From one of the world’s leading voices on white privilege and anti-racism work comes this collection of essays on complexities of privilege and power. Each of the four parts illustrates Peggy McIntosh’s practice of combining personal and systemic understandings to focus on power in unusual ways. Part I includes McIntosh’s classic and influential essays on privilege, or systems of unearned advantage that correspond to systems of oppression. Part II helps readers to understand that feelings of fraudulence may be imposed by our hierarchical cultures rather than by any actual weakness or personal shortcomings. Part III presents McIntosh‘s Interactive Phase Theory, highlighting five different world views, or attitudes about power, that affect school curriculum, cultural values, and decisions on taking action. The book concludes with powerful insights from SEED, a peer-led teacher development project that enables individuals and institutions to work collectively toward equity and social justice. This book is the culmination of forty years of McIntosh’s intellectual and organizational work.

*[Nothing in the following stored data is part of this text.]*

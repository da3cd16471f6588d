//! Engine configuration from environment variables.

use std::path::PathBuf;
use std::sync::Arc;

use lorelink_domain::{DomainError, EntityKind, DEFAULT_SOURCE};

use super::data_sources::{FallbackDataSource, FileDataSource, HttpDataSource};
use super::ports::DataSourcePort;

/// Local data directory (the 5etools `data/` folder)
pub const ENV_DATA_PATH: &str = "LORELINK_DATA_PATH";
/// Remote mirror of the data directory, used alone or as a fallback
pub const ENV_DATA_URL: &str = "LORELINK_DATA_URL";
pub const ENV_DEFAULT_SOURCE: &str = "LORELINK_DEFAULT_SOURCE";
/// Comma-separated kinds to warm at startup ("spell,item,condition")
pub const ENV_PRELOAD: &str = "LORELINK_PRELOAD";

#[derive(Debug, thiserror::Error)]
pub enum ConfigError {
    #[error("No reference data configured: set LORELINK_DATA_PATH and/or LORELINK_DATA_URL")]
    NoDataSource,
    #[error("Invalid LORELINK_DATA_URL '{url}': {source}")]
    InvalidUrl {
        url: String,
        #[source]
        source: url::ParseError,
    },
    #[error("Invalid LORELINK_PRELOAD entry: {0}")]
    InvalidPreload(#[from] DomainError),
}

#[derive(Debug, Clone, PartialEq, Eq)]
pub struct EngineConfig {
    pub data_path: Option<PathBuf>,
    pub data_url: Option<String>,
    pub default_source: String,
    pub preload: Vec<EntityKind>,
}

impl Default for EngineConfig {
    fn default() -> Self {
        Self {
            data_path: None,
            data_url: None,
            default_source: DEFAULT_SOURCE.to_string(),
            preload: Vec::new(),
        }
    }
}

impl EngineConfig {
    /// Read configuration from the process environment.
    pub fn from_env() -> Result<Self, ConfigError> {
        Self::from_vars(|key| std::env::var(key).ok())
    }

    /// Read configuration through an arbitrary variable lookup.
    pub fn from_vars(var: impl Fn(&str) -> Option<String>) -> Result<Self, ConfigError> {
        let non_empty = |key: &str| var(key).map(|v| v.trim().to_string()).filter(|v| !v.is_empty());

        let preload = match non_empty(ENV_PRELOAD) {
            Some(list) => list
                .split(',')
                .map(str::trim)
                .filter(|kind| !kind.is_empty())
                .map(str::parse::<EntityKind>)
                .collect::<Result<Vec<_>, _>>()?,
            None => Vec::new(),
        };

        Ok(Self {
            data_path: non_empty(ENV_DATA_PATH).map(PathBuf::from),
            data_url: non_empty(ENV_DATA_URL),
            default_source: non_empty(ENV_DEFAULT_SOURCE)
                .map(|s| s.to_ascii_uppercase())
                .unwrap_or_else(|| DEFAULT_SOURCE.to_string()),
            preload,
        })
    }

    /// Build the configured data source.
    ///
    /// A path alone reads from disk, a URL alone fetches over HTTP, and both
    /// together read from disk with HTTP as the fallback.
    pub fn data_source(&self) -> Result<Arc<dyn DataSourcePort>, ConfigError> {
        let file = self
            .data_path
            .as_ref()
            .map(|path| Arc::new(FileDataSource::new(path.clone())) as Arc<dyn DataSourcePort>);

        let http = match &self.data_url {
            Some(url) => Some(Arc::new(HttpDataSource::new(url).map_err(|source| {
                ConfigError::InvalidUrl {
                    url: url.clone(),
                    source,
                }
            })?) as Arc<dyn DataSourcePort>),
            None => None,
        };

        match (file, http) {
            (Some(file), Some(http)) => Ok(Arc::new(FallbackDataSource::new(file, http))),
            (Some(file), None) => Ok(file),
            (None, Some(http)) => Ok(http),
            (None, None) => Err(ConfigError::NoDataSource),
        }
    }
}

Peggy McIntosh, Ph.D. is an American feminist and anti-racism activist, the associate director of the Wellesley Centers for Women, and a speaker and the founder and co-director of the National S.E.E.D. Project on Inclusive Curriculum (Seeking Educational Equity and Diversity).
McIntosh is most famous for authoring the 1988 essay "White Privilege and Male Privilege: A Personal Account of Coming to See Correspondences through Work in Women’s Studies."